Kilise binasının nefle doğrudan ilgili olan bir diğer unsuru da vaftizhanedir - özellikle vaftiz için tasarlanmış bir yer. Başlangıçta vaftizhaneler ayrı binalar olarak inşa edilmişti, ancak daha sonra doğrudan nefe bağlanan odalar olarak inşa edilmeye başlandı. Eski kiliselerde vaftiz kasesi büyüktü ve bir yetişkinin suya batırılması için tasarlandı; daha sonra yazı tipi çok daha küçük hale geldi, şimdi bebekler için tasarlandı. Bunlar genellikle sekizgen şeklindedir ve Mesih'in "sekizinci günde" dirilişini gösterir (Pazar, İncil haftasının yedinci günü olan Cumartesi'yi takip eder). Yani sekiz rakamı temsil ediyor yeni bir şafak Hıristiyan ruhu için. Bazı yüzyıllarda vaftiz yazı tipini doğrudan nefe yerleştirmek gelenekseldi. Sonra kendisi bir sekizgenin taslağını elde etti.

Yazı tipi ve vaftizhaneyle ilişkili dini güzel sanatlar, çoğunlukla Mesih'in St. Hazreti Yahya. Vaftiz, Kutsal Ruh'un vaftiz edilen kişinin ruhuna gönderilmesi olduğundan, bir diğer popüler imge de Kutsal Ruh'u temsil eden güvercindir.

Belki de çoğu zaman nef, diz çökmek için daha küçük banklarla donatılmış oturma bankları olmadan tamamlanmamıştır. Banklar genellikle ahşaptan yapılır ve bir sırt ile donatılmıştır ve banklar genellikle yumuşak yastıklarla döşenir. Bankların yanlarına ya da sırtlarına görseller yerleştirilebilir.

Geleneksel olarak sıralar tek bir genel yönde, yani arka arkaya, papaz evine bakacak şekilde düzenlenir. Çok sayıda hacının geldiği bazı büyük kiliselerde banklar çıkarılabilir veya tamamen kaldırılmıştır. Örneğin, Bazilikada St. Peter'ın yerine sandalyeler yerleştirilir veya cemaatçiler genellikle ayakta durur. Bununla birlikte, bu hiçbir şekilde Katolik geleneğinin bir normu değildir, daha ziyade bir istisnadır; bunun nedeni, genellikle Ayinlere ve diğer törenlere katılan büyük insan kalabalığına yeterli alan sağlama ihtiyacıdır.

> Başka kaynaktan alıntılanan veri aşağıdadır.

//! Schedulable time source for the polling engine

use async_trait::async_trait;
use rand::Rng;
use std::sync::Mutex;
use std::time::Duration;

/// Monotonic clock with a suspending sleep
///
/// `now` is measured from an arbitrary origin fixed at construction.
#[async_trait]
pub trait Clock: Send + Sync {
    fn now(&self) -> Duration;

    async fn sleep(&self, duration: Duration);

    /// Sleep for a random duration in `[min_ms, max_ms]`
    async fn pause_between(&self, min_ms: u64, max_ms: u64) {
        let ms = if max_ms > min_ms {
            rand::rng().random_range(min_ms..=max_ms)
        } else {
            min_ms
        };
        self.sleep(Duration::from_millis(ms)).await;
    }
}

/// Wall-clock time through tokio
#[derive(Debug, Clone)]
pub struct TokioClock {
    origin: tokio::time::Instant,
}

impl TokioClock {
    pub fn new() -> Self {
        Self {
            origin: tokio::time::Instant::now(),
        }
    }
}

impl Default for TokioClock {
    fn default() -> Self {
        Self::new()
    }
}

#[async_trait]
impl Clock for TokioClock {
    fn now(&self) -> Duration {
        self.origin.elapsed()
    }

    async fn sleep(&self, duration: Duration) {
        tokio::time::sleep(duration).await;
    }
}

/// Virtual clock for tests: `sleep` returns immediately after advancing time
#[derive(Debug, Default)]
pub struct ManualClock {
    now: Mutex<Duration>,
    sleeps: Mutex<Vec<Duration>>,
}

impl ManualClock {
    pub fn new() -> Self {
        Self::default()
    }

    /// Move time forward without recording a sleep
    pub fn advance(&self, by: Duration) {
        let mut now = self.now.lock().unwrap_or_else(|e| e.into_inner());
        *now += by;
    }

    /// Every sleep requested so far, in order
    pub fn sleeps(&self) -> Vec<Duration> {
        self.sleeps.lock().unwrap_or_else(|e| e.into_inner()).clone()
    }
}

#[async_trait]
impl Clock for ManualClock {
    fn now(&self) -> Duration {
        *self.now.lock().unwrap_or_else(|e| e.into_inner())
    }

    async fn sleep(&self, duration: Duration) {
        self.sleeps
            .lock()
            .unwrap_or_else(|e| e.into_inner())
            .push(duration);
        self.advance(duration);
    }
}

#[cfg(test)]
mod tests {
    use super::*;

    #[tokio::test]
    async fn test_manual_clock_advances_on_sleep() {
        let clock = ManualClock::new();
        assert_eq!(clock.now(), Duration::ZERO);

        clock.sleep(Duration::from_secs(2)).await;
        clock.advance(Duration::from_millis(500));

        assert_eq!(clock.now(), Duration::from_millis(2500));
        assert_eq!(clock.sleeps(), vec![Duration::from_secs(2)]);
    }

    #[tokio::test]
    async fn test_pause_between_stays_in_bounds() {
        let clock = ManualClock::new();
        for _ in 0..20 {
            clock.pause_between(300, 500).await;
        }
        for slept in clock.sleeps() {
            assert!(slept >= Duration::from_millis(300));
            assert!(slept <= Duration::from_millis(500));
        }
    }

    #[tokio::test]
    async fn test_pause_between_degenerate_range() {
        let clock = ManualClock::new();
        clock.pause_between(700, 100).await;
        assert_eq!(clock.sleeps(), vec![Duration::from_millis(700)]);
    }

    #[tokio::test(start_paused = true)]
    async fn test_tokio_clock_measures_sleep() {
        let clock = TokioClock::new();
        clock.sleep(Duration::from_secs(5)).await;
        assert!(clock.now() >= Duration::from_secs(5));
    }
}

Sıralar nefin dini görünümüne katkıda bulunur; Katolik mirasının bir parçasıdırlar ve o zamanlar olmasa da Batı'da en azından 13. yüzyıldan beri bilinmektedirler. 16. yüzyılın sonuna gelindiğinde, inşaat halindeki Katolik kiliselerinin çoğunda yüksek sırtlı ahşap banklar ve diz çökmek için banklar vardı. Ancak sıralar kullanıma girmeden önce bile, sadıklar Ayinin önemli bir bölümünü dizlerinin üzerinde ve ayakta kutladılar ve sıralar yalnızca önemli kişiler için (belirli bir bölgenin kralları veya lordları) yerleştirildi. Ortaçağ sanat koleksiyonlarının bulunduğu müzelerde, oymalı ahşap gölgelikli bu lüks bankları görebilirsiniz. Birçok eski kilisenin güzel mozaik zeminleri, bankların nadiren kurulması ve herkese uygun olmamasıyla açıklanmaktadır.

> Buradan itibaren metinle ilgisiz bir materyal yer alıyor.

//! Closing the overlays Flow throws over the workspace
//!
//! Explicit close controls are tried first, in priority order. A dialog with
//! no recognizable control gets an Escape key press as the last resort.

use async_trait::async_trait;
use tracing::debug;

use crate::error::Result;
use crate::locator::Locator;

/// The page operations popup dismissal needs
#[async_trait]
pub trait OverlaySurface: Send + Sync {
    /// Read-only visibility probe
    async fn is_visible(&self, target: &Locator) -> Result<bool>;

    async fn click(&self, target: &Locator) -> Result<()>;

    async fn press_escape(&self) -> Result<()>;

    async fn pause(&self, min_ms: u64, max_ms: u64);
}

/// Known closeable overlay controls, highest priority first
pub fn dismiss_targets() -> Vec<Locator> {
    let aria = |label: &str| Locator::css(format!(r#"button[aria-label="{}"]"#, label));
    let dialog_button = |text: &str| Locator::css(r#"[role="dialog"] button"#).with_text(text);
    let button = |text: &str| Locator::css("button").with_text(text);

    vec![
        aria("Close"),
        aria("Dismiss"),
        aria("关闭"),
        Locator::css(r#"[role="dialog"] button[aria-label*="close" i]"#),
        Locator::css(r#"[role="dialog"] button[aria-label*="dismiss" i]"#),
        dialog_button("Got it"),
        dialog_button("OK"),
        dialog_button("Close"),
        dialog_button("Dismiss"),
        dialog_button("Skip"),
        dialog_button("Not now"),
        Locator::css(r#"[role="dialog"] button.close-button"#),
        Locator::css(r#"[role="dialog"] [class*="close"]"#),
        Locator::css(r#"[role="dialog"] [class*="dismiss"]"#),
        button("Dismiss"),
        button("Got it"),
        button("OK"),
        button("I understand"),
        button("Continue"),
        Locator::css(r#"[class*="snackbar"] button"#),
        Locator::css(r#"[class*="toast"] button"#),
        Locator::css(r#"[class*="notification"] button"#),
        Locator::css(r#"[class*="banner"] button"#).with_text("Dismiss"),
        Locator::css(r#"[class*="banner"] button"#).with_text("Close"),
    ]
}

/// Generic dialog used for the Escape fallback
pub fn any_dialog() -> Locator {
    Locator::css(r#"[role="dialog"]"#)
}

/// Dismiss up to `max_attempts` overlays, returning how many were closed
///
/// Stops at the first pass that finds nothing. Probe and click failures are
/// treated as "not there".
pub async fn dismiss_popups<S: OverlaySurface + ?Sized>(
    surface: &S,
    targets: &[Locator],
    max_attempts: usize,
) -> usize {
    let mut total = 0;

    for _ in 0..max_attempts {
        let mut dismissed = false;

        for target in targets {
            match surface.is_visible(target).await {
                Ok(true) => {}
                Ok(false) => continue,
                Err(e) => {
                    debug!("Popup probe {} failed: {}", target.describe(), e);
                    continue;
                }
            }
            match surface.click(target).await {
                Ok(()) => {
                    debug!("Dismissed popup via {}", target.describe());
                    dismissed = true;
                    total += 1;
                    surface.pause(300, 500).await;
                    break;
                }
                Err(e) => debug!("Popup click {} failed: {}", target.describe(), e),
            }
        }

        if !dismissed && matches!(surface.is_visible(&any_dialog()).await, Ok(true)) {
            match surface.press_escape().await {
                Ok(()) => {
                    debug!("Dismissed dialog with Escape");
                    dismissed = true;
                    total += 1;
                    surface.pause(300, 500).await;
                }
                Err(e) => debug!("Escape failed: {}", e),
            }
        }

        if !dismissed {
            break;
        }
    }

    total
}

Aslına bakılırsa diz çökmek, Katolik ibadetine katılan bir kişi için her zaman ayırt edici bir duruş olmuştur - ilk olarak, Mesih'e duyulan saygının bir işareti olarak ve ikinci olarak, alçakgönüllülüğü ifade eden bir poz olarak. Katolik kültünün hem Mesih'e hayranlığı hem de Tanrı önünde alçakgönüllülüğü içerdiğini unutmamalıyız. Tezgah her ikisini de mümkün olduğunca konforlu hale getirecek şekilde tasarlanmıştır. Bu sıfatla Katolik kiliselerinin iç mekanlarının ayrılmaz bir parçası haline geldi.

Nefin bir diğer önemli kısmı korodur. Bunlar, ayinle ilgili şarkı söylemek için özel olarak eğitilmiş cemaatçiler için tasarlanmıştır. Akustik nedenlerden dolayı korolar genellikle binanın akslarından birinde bulunur.

Birçoğunda antik kiliseler Korolar nefin önünde, sunağın yakınında yer alıyor, ancak bu ancak tüm koro üyelerinin din adamı olduğu günlerde tanıtıldı. Bilindiği kadarıyla koroların bu şekilde organize edildiği ilk şehir kilisesi St. Kapalı korosu (schola cantorum olarak adlandırılır) 12. yüzyılda nef'e yerleştirilen Roma'daki Clement. Ancak manastır kiliselerinde bu gelenek neredeyse altı yüz yıl önce de mevcuttu, çünkü şarkı söylemek uzun zamandır manastır duasının önemli bir parçası haline gelmişti. Birçok topluluk yüzyıllardır ayini söylüyor ve bu geleneği bugüne kadar sürdürüyor.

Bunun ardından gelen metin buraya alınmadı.